Gamma-ray-induced mutagen sensitivity and risk of sporadic breast cancer in young women: a case-control study.

Hypersensitivity to radiation exposure has been suggested to be a risk factor for the development of breast cancer. In this case-control study of 515 young women (≤ 55 years) with newly diagnosed sporadic breast cancer and 402 cancer-free controls, we examined the radiosensitivity as measured by the frequency of chromatid breaks induced by gamma-radiation exposure in the G2 phase of phytohemagglutinin-stimulated and short-term cultured fresh lymphocytes.

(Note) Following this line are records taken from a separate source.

// Copyright (c) 2025 Dimitris Kafetzis
//
// Licensed under the MIT License.
// See LICENSE file in the project root for full license information.
//
// SPDX-License-Identifier: MIT

//! Fan-out of independent per-index work across available hardware
//! parallelism.
//!
//! Built on `std::thread::scope`: no pool kept alive between calls, no heap
//! allocation for the workers. Intended for embarrassingly parallel work with
//! disjoint writes — no internal synchronization is provided, so callers must
//! ensure indices do not race.

use crate::caps;

/// Invokes `action(i)` exactly once for every `i` in `[start, end)`.
///
/// The range is partitioned into per-worker chunks sized to the detected
/// hardware parallelism; there is no ordering guarantee between invocations.
/// Blocks until all invocations complete. `start == end` performs zero
/// invocations, and ranges smaller than one chunk run inline on the caller
/// thread. A panic in any invocation propagates to the caller once the scope
/// joins.
pub fn pfor<F>(start: usize, end: usize, action: F)
where
    F: Fn(usize) + Sync,
{
    if start >= end {
        return;
    }

    let workers = caps::detect().threads;
    let total = end - start;
    let chunk_size = total.div_ceil(workers);

    if total <= chunk_size || workers <= 1 {
        for i in start..end {
            action(i);
        }
        return;
    }

    let action = &action;
    std::thread::scope(|s| {
        for chunk_start in (start..end).step_by(chunk_size) {
            let chunk_end = (chunk_start + chunk_size).min(end);
            s.spawn(move || {
                for i in chunk_start..chunk_end {
                    action(i);
                }
            });
        }
    });
}

/// Fallible variant of [`pfor`] with first-observed-error propagation.
///
/// Each worker stops its own chunk at the first error it encounters; other
/// chunks still run to completion (there is no cancellation or timeout). The
/// caller receives the first error in chunk order. On success every index in
/// `[start, end)` has been visited exactly once.
pub fn try_pfor<F, E>(start: usize, end: usize, action: F) -> Result<(), E>
where
    F: Fn(usize) -> Result<(), E> + Sync,
    E: Send,
{
    if start >= end {
        return Ok(());
    }

    let workers = caps::detect().threads;
    let total = end - start;
    let chunk_size = total.div_ceil(workers);

    if total <= chunk_size || workers <= 1 {
        for i in start..end {
            action(i)?;
        }
        return Ok(());
    }

    let action = &action;
    std::thread::scope(|s| {
        let handles: Vec<_> = (start..end)
            .step_by(chunk_size)
            .map(|chunk_start| {
                let chunk_end = (chunk_start + chunk_size).min(end);
                s.spawn(move || {
                    for i in chunk_start..chunk_end {
                        action(i)?;
                    }
                    Ok(())
                })
            })
            .collect();

        for handle in handles {
            match handle.join() {
                Ok(result) => result?,
                Err(panic) => std::panic::resume_unwind(panic),
            }
        }
        Ok(())
    })
}
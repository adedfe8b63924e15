// Copyright (c) 2025 Dimitris Kafetzis
//
// Licensed under the MIT License.
// See LICENSE file in the project root for full license information.
//
// SPDX-License-Identifier: MIT

//! The tensor-window capability set consumed by the kernel layer.
//!
//! The kernel layer never owns storage. It receives logical windows — a
//! backing array reference, an element offset into it, a declared element
//! count, and a dimensionality count — supplied by an external tensor
//! abstraction implementing [`Tensor`]. A [`VecTensor`] reference
//! implementation is provided for tests and simple callers.

/// A logical float window into larger tensor storage.
///
/// Indices passed to [`get`](Tensor::get) and [`set`](Tensor::set) are
/// *logical*: they are relative to the window and resolved against
/// [`array_offset`](Tensor::array_offset) internally. The raw accessors
/// expose the whole backing array; kernels that mutate through a borrowed
/// raw view must call [`commit`](Tensor::commit) afterwards so that
/// copy-on-write backings can publish the change. Directly-mutable backings
/// keep the default no-op `commit`.
pub trait Tensor {
    /// Reads the element at logical index `i`.
    fn get(&self, i: usize) -> f32;

    /// Writes `value` at logical index `i`.
    fn set(&mut self, value: f32, i: usize);

    /// Returns the raw backing array this window views into.
    fn float_array(&self) -> &[f32];

    /// Returns the raw backing array for bulk in-place mutation.
    ///
    /// Copy-on-write backings materialize a private scratch copy here; the
    /// mutation becomes visible to other holders only after
    /// [`commit`](Tensor::commit).
    fn float_array_mut(&mut self) -> &mut [f32];

    /// Returns the element offset of this window within the backing array.
    fn array_offset(&self) -> usize;

    /// Returns the declared element count of this window.
    fn size(&self) -> usize;

    /// Returns the dimensionality count of the underlying tensor.
    fn dims(&self) -> usize;

    /// Write-back hook invoked after bulk in-place mutation of a borrowed
    /// raw view, with the offset the mutation started at.
    fn commit(&mut self, offset: usize) {
        let _ = offset;
    }
}

/// An owned, 1-D tensor window backed by a `Vec<f32>`.
///
/// The simplest possible [`Tensor`]: the backing is directly mutable, so the
/// write-back hook is a no-op.
#[derive(Debug, Clone)]
pub struct VecTensor {
    data: Vec<f32>,
    offset: usize,
    size: usize,
    dims: usize,
}

impl VecTensor {
    /// Creates a 1-D tensor owning `data`, windowed over the whole buffer.
    pub fn from_vec(data: Vec<f32>) -> Self {
        let size = data.len();
        Self {
            data,
            offset: 0,
            size,
            dims: 1,
        }
    }

    /// Creates a zero-filled 1-D tensor of `len` elements.
    pub fn zeros(len: usize) -> Self {
        Self::from_vec(vec![0.0; len])
    }

    /// Creates a window at `offset` into `data` with a declared `size`.
    ///
    /// `size` follows the window convention used throughout this crate: it
    /// bounds logical indices, and windowed reductions scan `[offset, size)`
    /// of the backing array.
    pub fn window(data: Vec<f32>, offset: usize, size: usize, dims: usize) -> Self {
        debug_assert!(offset <= data.len());
        Self {
            data,
            offset,
            size,
            dims,
        }
    }

    /// Consumes the tensor, returning the backing buffer.
    pub fn into_vec(self) -> Vec<f32> {
        self.data
    }
}

impl Tensor for VecTensor {
    fn get(&self, i: usize) -> f32 {
        self.data[self.offset + i]
    }

    fn set(&mut self, value: f32, i: usize) {
        self.data[self.offset + i] = value;
    }

    fn float_array(&self) -> &[f32] {
        &self.data
    }

    fn float_array_mut(&mut self) -> &mut [f32] {
        &mut self.data
    }

    fn array_offset(&self) -> usize {
        self.offset
    }

    fn size(&self) -> usize {
        self.size
    }

    fn dims(&self) -> usize {
        self.dims
    }
}


#[cfg(test)]
mod tests {
    use super::test_support::CowTensor;
    use super::*;

    #[test]
    fn test_vec_tensor_roundtrip() {
        let mut t = VecTensor::from_vec(vec![1.0, 2.0, 3.0]);
        assert_eq!(t.size(), 3);
        assert_eq!(t.dims(), 1);
        assert_eq!(t.get(1), 2.0);

        t.set(9.0, 1);
        assert_eq!(t.get(1), 9.0);
        assert_eq!(t.float_array(), &[1.0, 9.0, 3.0]);
    }

    #[test]
    fn test_window_logical_indexing() {
        let t = VecTensor::window(vec![0.0, 1.0, 2.0, 3.0], 2, 4, 1);
        assert_eq!(t.array_offset(), 2);
        // Logical index 0 maps to backing index 2.
        assert_eq!(t.get(0), 2.0);
        assert_eq!(t.get(1), 3.0);
    }

    #[test]
    fn test_cow_commit_publishes() {
        let original = CowTensor::from_vec(vec![1.0, 2.0]);
        let mut copy = original.clone();

        copy.float_array_mut()[0] = 7.0;
        // Mutation is private until committed.
        assert_eq!(original.float_array(), &[1.0, 2.0]);
        assert!(!copy.committed());

        copy.commit(0);
        assert!(copy.committed());
        assert_eq!(copy.float_array(), &[7.0, 2.0]);
        assert_eq!(original.float_array(), &[1.0, 2.0]);
    }
}
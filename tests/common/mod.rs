//! Common test utilities and helpers for repo-sync tests
use assert_fs::prelude::*;
use assert_fs::TempDir;
use std::path::PathBuf;
use std::process::{Command, Output};

/// Scratch configuration and mirror directories for one test
pub struct TestEnvironment {
    pub temp_dir: TempDir,
}

impl TestEnvironment {
    pub fn new() -> Self {
        Self {
            temp_dir: TempDir::new().expect("Failed to create temp dir"),
        }
    }

    /// Directory used as XDG_CONFIG_HOME for the binary
    pub fn xdg_config_home(&self) -> PathBuf {
        self.temp_dir.child("xdg").path().to_path_buf()
    }

    pub fn mirror_dir(&self) -> PathBuf {
        self.temp_dir.child("mirror").path().to_path_buf()
    }

    pub fn config_path(&self) -> PathBuf {
        self.temp_dir.child("repo-sync.yaml").path().to_path_buf()
    }

    pub fn write_config(&self, content: &str) -> PathBuf {
        self.temp_dir
            .child("repo-sync.yaml")
            .write_str(content)
            .expect("Failed to write test config");
        self.config_path()
    }

    /// One APT and one DNF repository against an unreachable host
    pub fn write_minimal_config(&self, program: &str) -> PathBuf {
        let content = format!(
            r#"
base_directory: "{base}"
transfer:
  program: "{program}"
  options: ["--archive", "--verbose"]
  delete_options: ["--delete-after"]
retry:
  max_attempts: 1
  connection_delay: 0.0
repositories:
  - kind: apt
    name: ubuntu
    url: rsync://mirror.invalid/ubuntu
    suites: [x]
    components: [main]
    architectures: [amd64, all]
  - kind: dnf
    name: rocky
    url: mirror.invalid::rocky
    versions: ["9"]
    repos:
      "9": [BaseOS]
    architectures: [x86_64]
"#,
            base = self.mirror_dir().display(),
            program = program,
        );
        self.write_config(&content)
    }

    /// The repo-sync binary with an isolated environment
    pub fn command(&self) -> Command {
        let mut command = Command::new(env!("CARGO_BIN_EXE_repo-sync"));
        command
            .env("XDG_CONFIG_HOME", self.xdg_config_home())
            .env("HOME", self.temp_dir.path())
            .env_remove("RUST_LOG");
        command
    }

    /// Run with `--config` pointing at the test config
    pub fn run(&self, args: &[&str]) -> Output {
        self.command()
            .arg("--config")
            .arg(self.config_path())
            .args(args)
            .output()
            .expect("Failed to execute repo-sync")
    }
}

pub fn stdout(output: &Output) -> String {
    String::from_utf8_lossy(&output.stdout).into_owned()
}

pub fn stderr(output: &Output) -> String {
    String::from_utf8_lossy(&output.stderr).into_owned()
}

/// Assertion helper for test validation
pub fn assert_contains_all(text: &str, expected: &[&str]) {
    for item in expected {
        assert!(
            text.contains(item),
            "Expected text to contain '{}', but it didn't. Text: {}",
            item,
            text
        );
    }
}
/// Whether `program` can be executed, with its version banner
pub async fn probe_tool(program: &str) -> Result<String> {
    let output = AsyncCommand::new(program)
        .arg("--version")
        .stdin(Stdio::null())
        .output()
        .await
        .with_context(|| format!("Failed to run {} --version", program))?;

    if !output.status.success() {
        bail!("{} --version exited with {}", program, output.status);
    }

    let stdout = String::from_utf8_lossy(&output.stdout);
    Ok(stdout.lines().next().unwrap_or_default().trim().to_string())
}


#[cfg(test)]
mod tests {
    use super::testing::*;
    use super::*;
    use crate::filter::FilterRuleBuilder;
    use assert_matches::assert_matches;
    use tempfile::TempDir;

    fn executor(tool: Arc<ScriptedTool>, sleeper: Arc<RecordingSleeper>) -> TransferExecutor {
        TransferExecutor::new(tool, options()).with_sleeper(sleeper)
    }

    fn retry_policy() -> RetryPolicy {
        RetryPolicy {
            max_attempts: 3,
            base_delay: Duration::from_secs_f64(2.0),
            max_delay: Duration::from_secs_f64(30.0),
            jitter: Duration::from_secs(2),
            connection_delay: Duration::from_secs(1),
        }
    }

    #[test]
    fn test_build_args_with_rules_and_delete() {
        let request = TransferRequest::filtered(
            "rsync://mirror/debian/dists/",
            "/srv/debian/dists",
            FilterRuleBuilder::metadata_rules("bookworm"),
            true,
        );

        let args = build_args(&options(), &request);
        assert_eq!(
            args,
            vec![
                "--archive",
                "--verbose",
                "--delete-after",
                "--include=/bookworm/",
                "--include=/bookworm/Release",
                "--include=/bookworm/Release.gpg",
                "--include=/bookworm/InRelease",
                "--exclude=*",
                "rsync://mirror/debian/dists/",
                "/srv/debian/dists/",
            ]
        );
    }

    #[test]
    fn test_build_args_without_delete() {
        let request = TransferRequest::filtered(
            "src/",
            "/dst",
            FilterRuleBuilder::release_files_rules(),
            false,
        );
        assert!(!request.deletes());
        let args = build_args(&options(), &request);
        assert!(!args.iter().any(|a| a.starts_with("--delete")));
    }

    #[test]
    fn test_file_list_never_deletes() {
        let request = TransferRequest::file_list("rsync://mirror/debian/pool/", "/srv/pool", "/tmp/list.txt");
        assert!(!request.deletes());

        let args = build_args(&options(), &request);
        assert!(!args.iter().any(|a| a.starts_with("--delete")));
        assert_eq!(
            &args[2..],
            &[
                "--files-from=/tmp/list.txt",
                "--recursive",
                "--relative",
                "rsync://mirror/debian/pool/",
                "/srv/pool/",
            ]
        );
    }

    #[test]
    fn test_classification() {
        assert_eq!(classify(&ok()), AttemptOutcome::Succeeded);
        assert_eq!(classify(&connection_limit()), AttemptOutcome::ConnectionLimited);
        assert_eq!(classify(&not_found()), AttemptOutcome::ToolMissing);
        assert_matches!(
            classify(&failure(23, "some files vanished")),
            AttemptOutcome::Failed { exit_code: Some(23) }
        );
        assert_matches!(
            classify(&Err(std::io::Error::new(std::io::ErrorKind::PermissionDenied, "denied"))),
            AttemptOutcome::Failed { exit_code: None }
        );
        assert_eq!(
            classify(&failure(5, "@ERROR: MAX CONNECTIONS (2) reached")),
            AttemptOutcome::ConnectionLimited
        );
    }

    #[test]
    fn test_backoff_is_capped() {
        let policy = retry_policy();
        assert_eq!(policy.backoff(1), Duration::from_secs(4));
        assert_eq!(policy.backoff(2), Duration::from_secs(8));
        assert_eq!(policy.backoff(5), Duration::from_secs(30));
        assert_eq!(policy.backoff(40), Duration::from_secs(30));
    }

    #[tokio::test]
    async fn test_retry_after_connection_limits_succeeds() {
        let temp = TempDir::new().unwrap();
        let tool = Arc::new(ScriptedTool::scripted(vec![connection_limit(), connection_limit(), ok()]));
        let sleeper = Arc::new(RecordingSleeper::default());
        let executor = executor(tool.clone(), sleeper.clone());

        let request = TransferRequest::filtered("src/", temp.path().join("dst"), vec![], false);
        executor.execute(&request, &retry_policy()).await.expect("third attempt succeeds");

        assert_eq!(tool.calls().len(), 3);
        assert!(temp.path().join("dst").is_dir());

        let delays = sleeper.delays();
        assert_eq!(delays.len(), 3);
        assert!(delays[0] <= Duration::from_secs(1));
        for (k, delay) in delays[1..].iter().enumerate() {
            let base = 2.0 * 2f64.powi(k as i32 + 1);
            let secs = delay.as_secs_f64();
            assert!(secs >= base && secs <= base + 2.0, "delay {} outside [{}, {}]", secs, base, base + 2.0);
        }
    }

    #[tokio::test]
    async fn test_final_attempt_failure_is_terminal() {
        let temp = TempDir::new().unwrap();
        let tool = Arc::new(ScriptedTool::scripted(vec![
            failure(10, "error in socket IO"),
            failure(10, "error in socket IO"),
            failure(12, "error in rsync protocol data stream"),
        ]));
        let sleeper = Arc::new(RecordingSleeper::default());
        let executor = executor(tool.clone(), sleeper);

        let request = TransferRequest::filtered("src/", temp.path(), vec![], false);
        let err = executor.execute(&request, &retry_policy()).await.unwrap_err();

        assert_eq!(tool.calls().len(), 3);
        assert!(err.to_string().contains("exit code 12"));
    }

    #[tokio::test]
    async fn test_connection_limit_on_every_attempt_fails() {
        let temp = TempDir::new().unwrap();
        let tool = Arc::new(ScriptedTool::scripted(vec![
            connection_limit(),
            connection_limit(),
            connection_limit(),
            ok(),
        ]));
        let executor = executor(tool.clone(), Arc::new(RecordingSleeper::default()));

        let request = TransferRequest::filtered("src/", temp.path(), vec![], false);
        let err = executor.execute(&request, &retry_policy()).await.unwrap_err();

        assert_eq!(tool.calls().len(), 3);
        assert!(err.to_string().contains("connection limit"));
    }

    #[tokio::test]
    async fn test_missing_tool_is_not_retried() {
        let temp = TempDir::new().unwrap();
        let tool = Arc::new(ScriptedTool::scripted(vec![not_found(), ok()]));
        let sleeper = Arc::new(RecordingSleeper::default());
        let executor = executor(tool.clone(), sleeper.clone());

        let request = TransferRequest::filtered("src/", temp.path(), vec![], false);
        let err = executor.execute(&request, &retry_policy()).await.unwrap_err();

        assert_eq!(tool.calls().len(), 1);
        assert_eq!(sleeper.delays().len(), 1);
        assert!(err.to_string().contains("not found"));
    }

    #[tokio::test]
    async fn test_huge_delays_saturate() {
        let temp = TempDir::new().unwrap();
        let tool = Arc::new(ScriptedTool::scripted(vec![connection_limit(), ok()]));
        let sleeper = Arc::new(RecordingSleeper::default());
        let executor = executor(tool.clone(), sleeper.clone());

        let policy = RetryPolicy {
            max_attempts: 2,
            base_delay: Duration::MAX,
            max_delay: Duration::MAX,
            jitter: Duration::MAX,
            connection_delay: Duration::MAX,
        };
        let request = TransferRequest::filtered("src/", temp.path(), vec![], false);
        executor.execute(&request, &policy).await.expect("second attempt succeeds");

        let delays = sleeper.delays();
        assert_eq!(delays.len(), 2);
        assert_eq!(delays[1], Duration::MAX);
    }

    #[tokio::test]
    async fn test_single_attempt_policy_never_sleeps() {
        let temp = TempDir::new().unwrap();
        let tool = Arc::new(ScriptedTool::scripted(vec![failure(23, "partial transfer"), ok()]));
        let sleeper = Arc::new(RecordingSleeper::default());
        let executor = executor(tool.clone(), sleeper.clone());

        let request = TransferRequest::filtered("src/", temp.path(), vec![], false);
        assert!(executor
            .execute(&request, &RetryPolicy::single_attempt())
            .await
            .is_err());

        assert_eq!(tool.calls().len(), 1);
        assert!(sleeper.delays().is_empty());
    }

    #[tokio::test]
    async fn test_command_line_rendering() {
        let tool = Arc::new(ScriptedTool::succeeding());
        let executor = executor(tool, Arc::new(RecordingSleeper::default()));
        let request = TransferRequest::filtered(
            "host::rocky/9/BaseOS/x86_64/os/",
            "/srv/rocky/9/BaseOS/x86_64/os",
            FilterRuleBuilder::repodata_rules(),
            true,
        );

        assert_eq!(
            executor.command_line(&request),
            "rsync --archive --verbose --delete-after --include=/repodata/ --include=/repodata/** --exclude=* host::rocky/9/BaseOS/x86_64/os/ /srv/rocky/9/BaseOS/x86_64/os/"
        );
    }
}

We found that the average chromatid breaks per cell from 50 well-spread metaphases were statistically significantly higher in 403 non-Hispanic White breast cancer patients (0.52 ± 0.22) than that in 281 non-Hispanic White controls (0.44 ± 0.16) (P value < 0.001), and in 60 Mexican American breast cancer patients (0.52 ± 0.19) than that in 65 Mexican American controls (0.44 ± 0.16) (P value = 0.021), but the difference was not significant in African Americans (52 cases [0.45 ± 0.16] versus 56 controls [0.47 ± 0.16], P = 0.651). The frequency of chromatid breaks per cell above the median of control subjects was associated with two-fold increased risk for breast cancer in non-Hispanic Whites and Mexican Americans. A dose-response relationship was evident between radiosensitivity and risk for breast cancer (P (trend) < 0.001) in these two ethnic groups. We concluded that gamma-ray-induced mutagen sensitivity may play a role in susceptibility to breast cancer in young non-Hispanic White and Mexican American women.